There is a fundamental difference between the goal of carbon neutrality and the goal of net zero emissions. Carbon neutrality refers to offsetting or neutralizing emissions through carbon removal activities, such as planting trees or buying carbon credits, without necessarily reducing emissions at the source. Truitt used the metaphor of someone trying to burn off excess calories through exercise alone, without changing their diet.

“In theory it would be fine, but in practice it’s very unlikely to work,” Truitt said.

Net-zero emissions, on the other hand, means first reducing emissions at source as much as possible (the “diet” part), and then offsetting the remaining emissions through carbon removal activities (the “exercise” part).

Truitt noted that this combination is “significantly more effective” and also extremely ambitious.

“It will require them to solve a lot of really tough technical, logistical, economic and financial challenges all at once, in a very short period of time,” Truitt said.

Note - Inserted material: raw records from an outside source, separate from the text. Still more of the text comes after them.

//! Argument parsing helpers shared by the command implementations.
//!
//! Clients send every argument as a bulk string, so numbers and keywords
//! arrive as raw bytes. The parsers here follow Redis' strict rules: an
//! integer must be written in canonical decimal form (no sign prefix `+`, no
//! leading zeros, no surrounding whitespace), which is also the form that
//! decides whether a stored value can be kept integer-encoded.

use std::str;

/// The longest decimal representation of an `i64` (`-9223372036854775808`).
const MAX_I64_DIGITS: usize = 20;

/// Parses a canonical signed 64-bit decimal integer.
///
/// Returns `None` for anything [`format_i64`] would not produce, so
/// `parse_i64(s).map(format_i64) == Some(s)` whenever parsing succeeds.
pub fn parse_i64(payload: &[u8]) -> Option<i64> {
    if payload.is_empty() || payload.len() > MAX_I64_DIGITS {
        return None;
    }

    let digits = match payload {
        [b'-', rest @ ..] => rest,
        _ => payload,
    };

    match digits {
        [] => return None,
        [b'0'] if digits.len() != payload.len() => return None, // "-0"
        [b'0'] => return Some(0),
        [b'1'..=b'9', rest @ ..] if rest.iter().all(u8::is_ascii_digit) => {}
        _ => return None,
    }

    // The text is pure ASCII at this point.
    str::from_utf8(payload).ok()?.parse::<i64>().ok()
}

/// Parses a finite floating point operand.
///
/// NaN and infinities are rejected along with anything the standard float
/// grammar refuses, including surrounding whitespace.
pub fn parse_long_double(payload: &[u8]) -> Option<f64> {
    let text = str::from_utf8(payload).ok()?;
    if text.is_empty() || text.trim() != text {
        return None;
    }

    let value: f64 = text.parse().ok()?;
    value.is_finite().then_some(value)
}

/// Compares an operand against a keyword using ASCII case folding.
#[inline]
pub fn eq_ignore_case(payload: &[u8], keyword: &str) -> bool {
    payload.eq_ignore_ascii_case(keyword.as_bytes())
}

/// Renders an integer in the canonical form accepted by [`parse_i64`].
#[inline]
pub fn format_i64(value: i64) -> String {
    value.to_string()
}

/// Significant digits kept by [`format_float`], as C's `%.15g`.
const FLOAT_DIGITS: usize = 15;

/// Renders a float the way INCRBYFLOAT replies with it.
///
/// Rounds to 15 significant digits like `%.15g`, then drops trailing zeros
/// and a dangling decimal point, so `0.1 + 0.2` prints as `0.3`. Very large
/// or small magnitudes use exponent form (`1e+20`). Negative zero prints as
/// `0`.
pub fn format_float(value: f64) -> String {
    if value == 0.0 {
        return "0".to_string();
    }

    // The exponent after rounding decides between fixed and exponent form.
    let sci = format!("{:.*e}", FLOAT_DIGITS - 1, value);
    let (mantissa, exp) = match sci.split_once('e') {
        Some((m, e)) => (m, e.parse::<i32>().unwrap_or(0)),
        None => (sci.as_str(), 0),
    };

    if exp < -4 || exp >= FLOAT_DIGITS as i32 {
        let sign = if exp < 0 { '-' } else { '+' };
        return format!(
            "{}e{}{:02}",
            trim_fraction(mantissa),
            sign,
            exp.unsigned_abs()
        );
    }

    let decimals = (FLOAT_DIGITS as i32 - 1 - exp) as usize;
    trim_fraction(&format!("{:.*}", decimals, value)).to_string()
}

fn trim_fraction(text: &str) -> &str {
    if text.contains('.') {
        text.trim_end_matches('0').trim_end_matches('.')
    } else {
        text
    }
}

/// Resolves a Redis style inclusive `[start, end]` range against a length.
///
/// Negative offsets count from the end. The start is clamped at zero and the
/// end into `[0, len - 1]`. Returns `None` when the effective range is empty.
pub fn normalize_range(start: i64, end: i64, len: usize) -> Option<(usize, usize)> {
    if len == 0 {
        return None;
    }

    let len = i64::try_from(len).unwrap_or(i64::MAX);
    let mut start = if start < 0 {
        start.saturating_add(len)
    } else {
        start
    };
    let mut end = if end < 0 { end.saturating_add(len) } else { end };

    if start < 0 {
        start = 0;
    }
    if end < 0 {
        end = 0;
    }
    if end >= len {
        end = len - 1;
    }
    if start > end {
        return None;
    }

    Some((usize::try_from(start).ok()?, usize::try_from(end).ok()?))
}

#[cfg(test)]
mod tests {
    use super::*;

    #[test]
    fn test_parse_i64_canonical() {
        assert_eq!(parse_i64(b"0"), Some(0));
        assert_eq!(parse_i64(b"42"), Some(42));
        assert_eq!(parse_i64(b"-17"), Some(-17));
        assert_eq!(parse_i64(b"9223372036854775807"), Some(i64::MAX));
        assert_eq!(parse_i64(b"-9223372036854775808"), Some(i64::MIN));
    }

    #[test]
    fn test_parse_i64_rejects_non_canonical() {
        for input in [
            &b""[..],
            b"-",
            b"+1",
            b"01",
            b"-0",
            b"-01",
            b" 1",
            b"1 ",
            b"1.0",
            b"abc",
            b"9223372036854775808",
            b"-9223372036854775809",
            b"123456789012345678901",
        ] {
            assert_eq!(parse_i64(input), None, "{:?}", input);
        }
    }

    #[test]
    fn test_parse_long_double() {
        assert_eq!(parse_long_double(b"10.5"), Some(10.5));
        assert_eq!(parse_long_double(b"-3"), Some(-3.0));
        assert_eq!(parse_long_double(b"5.0e3"), Some(5000.0));
        assert_eq!(parse_long_double(b""), None);
        assert_eq!(parse_long_double(b"abc"), None);
        assert_eq!(parse_long_double(b" 1.5"), None);
        assert_eq!(parse_long_double(b"nan"), None);
        assert_eq!(parse_long_double(b"inf"), None);
        assert_eq!(parse_long_double(b"-infinity"), None);
    }

    #[test]
    fn test_eq_ignore_case() {
        assert!(eq_ignore_case(b"xor", "XOR"));
        assert!(eq_ignore_case(b"NoT", "not"));
        assert!(!eq_ignore_case(b"nott", "not"));
    }

    #[test]
    fn test_format_float() {
        assert_eq!(format_float(10.5), "10.5");
        assert_eq!(format_float(3.0), "3");
        assert_eq!(format_float(-0.0), "0");
        assert_eq!(format_float(5000.0), "5000");
        assert_eq!(format_float(-1.25), "-1.25");
        assert_eq!(format_float(0.1 + 0.2), "0.3");
        assert_eq!(format_float(1.1 + 2.2), "3.3");
        assert_eq!(format_float(0.0001), "0.0001");
        assert_eq!(format_float(0.00001), "1e-05");
        assert_eq!(format_float(1e20), "1e+20");
        assert_eq!(format_float(123456789012345.0), "123456789012345");
        assert_eq!(format_float(-2.5e-7), "-2.5e-07");
    }

    #[test]
    fn test_normalize_range() {
        assert_eq!(normalize_range(0, -1, 5), Some((0, 4)));
        assert_eq!(normalize_range(-3, -1, 5), Some((2, 4)));
        assert_eq!(normalize_range(1, 100, 5), Some((1, 4)));
        assert_eq!(normalize_range(-100, 1, 5), Some((0, 1)));
        assert_eq!(normalize_range(3, 1, 5), None);
        assert_eq!(normalize_range(5, 10, 5), None);
        assert_eq!(normalize_range(0, 0, 0), None);
        assert_eq!(normalize_range(i64::MIN, i64::MAX, 3), Some((0, 2)));
    }
}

Focusing on carbon offsetting AND According to the report, Google hopes to have a “more reliable” and “scalable” impact on the environment by reducing greenhouse gases.

A net-zero emissions goal could also help Google avoid criticism from some experts over its carbon neutrality claims. Critics have questioned whether low-cost investments—such as paying villages to protect forests or plant a few thousand trees—can actually “offset” carbon emissions.

Despite the criticism, Truitt doesn’t want advocacy groups or organizations to be too hard on corporations that claim to be carbon neutral. It’s harder and riskier to try to do something about the environment than to do nothing; we shouldn’t punish companies that try to do something, he argued.

“Companies should be rewarded and given the opportunity to make statements about how they will use carbon offsets to address emissions,” Truitt said.

But he added that he hopes corporations will stop treating climate policy as a transaction and start playing a greater leadership role in it.

“If a company does everything right in terms of its specific carbon accounting policies but doesn’t use that platform to find a way to join the solution on systemic reform, then I think ultimately we have to consider its climate policy a failure,” Truitt said.